[Task data Boundary: Start]
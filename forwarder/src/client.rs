use crate::codec::EncodedPayload;
use crate::config::DownstreamConfig;
use crate::errors::{DeliveryError, ForwarderError};
use crate::metrics_defs::DOWNSTREAM_REQUEST_DURATION;
use async_trait::async_trait;
use reqwest::header::{CONTENT_ENCODING, CONTENT_TYPE};
use shared::histogram;
use std::time::{Duration, Instant};
use url::Url;

pub const SUBSCRIPTION_KEY_HEADER: &str = "Ocp-Apim-Subscription-Key";

/// The conversion API. One call per delivery attempt, never retried here.
#[async_trait]
pub trait Downstream: Send + Sync {
    async fn send(&self, api_key: &str, payload: EncodedPayload) -> Result<(), DeliveryError>;
}

pub struct ConversionClient {
    client: reqwest::Client,
    url: Url,
}

impl ConversionClient {
    pub fn new(config: &DownstreamConfig) -> Result<Self, ForwarderError> {
        let url = Url::parse(&format!(
            "{}/{}",
            config.base_url.as_str().trim_end_matches('/'),
            config.path.trim_start_matches('/')
        ))?;

        let client = reqwest::Client::builder()
            .timeout(Duration::from_secs(config.timeout_secs))
            .build()?;

        Ok(ConversionClient { client, url })
    }

    pub fn url(&self) -> &Url {
        &self.url
    }
}

#[async_trait]
impl Downstream for ConversionClient {
    async fn send(&self, api_key: &str, payload: EncodedPayload) -> Result<(), DeliveryError> {
        let mut request = self
            .client
            .post(self.url.clone())
            .header(SUBSCRIPTION_KEY_HEADER, api_key)
            .header(CONTENT_TYPE, payload.content_type);
        if let Some(encoding) = payload.content_encoding {
            request = request.header(CONTENT_ENCODING, encoding);
        }

        let start = Instant::now();
        let result = request.body(payload.body).send().await;
        histogram!(DOWNSTREAM_REQUEST_DURATION).record(start.elapsed().as_secs_f64());

        let response = result?;
        let status = response.status();
        if status.is_success() {
            return Ok(());
        }

        let body = response.text().await.unwrap_or_default();
        Err(DeliveryError::Http {
            status: status.as_u16(),
            body,
        })
    }
}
[Task data Boundary: End]
> **What the exercise asks**: Word for word, restate all of the entries.

> **Output of the task**:
filename forwarder/src/client.rs
use crate::codec::EncodedPayload;
use crate::config::DownstreamConfig;
use crate::errors::{DeliveryError, ForwarderError};
use crate::metrics_defs::DOWNSTREAM_REQUEST_DURATION;
use async_trait::async_trait;
use reqwest::header::{CONTENT_ENCODING, CONTENT_TYPE};
use shared::histogram;
use std::time::{Duration, Instant};
use url::Url;

pub const SUBSCRIPTION_KEY_HEADER: &str = "Ocp-Apim-Subscription-Key";

/// The conversion API. One call per delivery attempt, never retried here.
#[async_trait]
pub trait Downstream: Send + Sync {
    async fn send(&self, api_key: &str, payload: EncodedPayload) -> Result<(), DeliveryError>;
}

pub struct ConversionClient {
    client: reqwest::Client,
    url: Url,
}

impl ConversionClient {
    pub fn new(config: &DownstreamConfig) -> Result<Self, ForwarderError> {
        let url = Url::parse(&format!(
            "{}/{}",
            config.base_url.as_str().trim_end_matches('/'),
            config.path.trim_start_matches('/')
        ))?;

        let client = reqwest::Client::builder()
            .timeout(Duration::from_secs(config.timeout_secs))
            .build()?;

        Ok(ConversionClient { client, url })
    }

    pub fn url(&self) -> &Url {
        &self.url
    }
}

#[async_trait]
impl Downstream for ConversionClient {
    async fn send(&self, api_key: &str, payload: EncodedPayload) -> Result<(), DeliveryError> {
        let mut request = self
            .client
            .post(self.url.clone())
            .header(SUBSCRIPTION_KEY_HEADER, api_key)
            .header(CONTENT_TYPE, payload.content_type);
        if let Some(encoding) = payload.content_encoding {
            request = request.header(CONTENT_ENCODING, encoding);
        }

        let start = Instant::now();
        let result = request.body(payload.body).send().await;
        histogram!(DOWNSTREAM_REQUEST_DURATION).record(start.elapsed().as_secs_f64());

        let response = result?;
        let status = response.status();
        if status.is_success() {
            return Ok(());
        }

        let body = response.text().await.unwrap_or_default();
        Err(DeliveryError::Http {
            status: status.as_u16(),
            body,
        })
    }
}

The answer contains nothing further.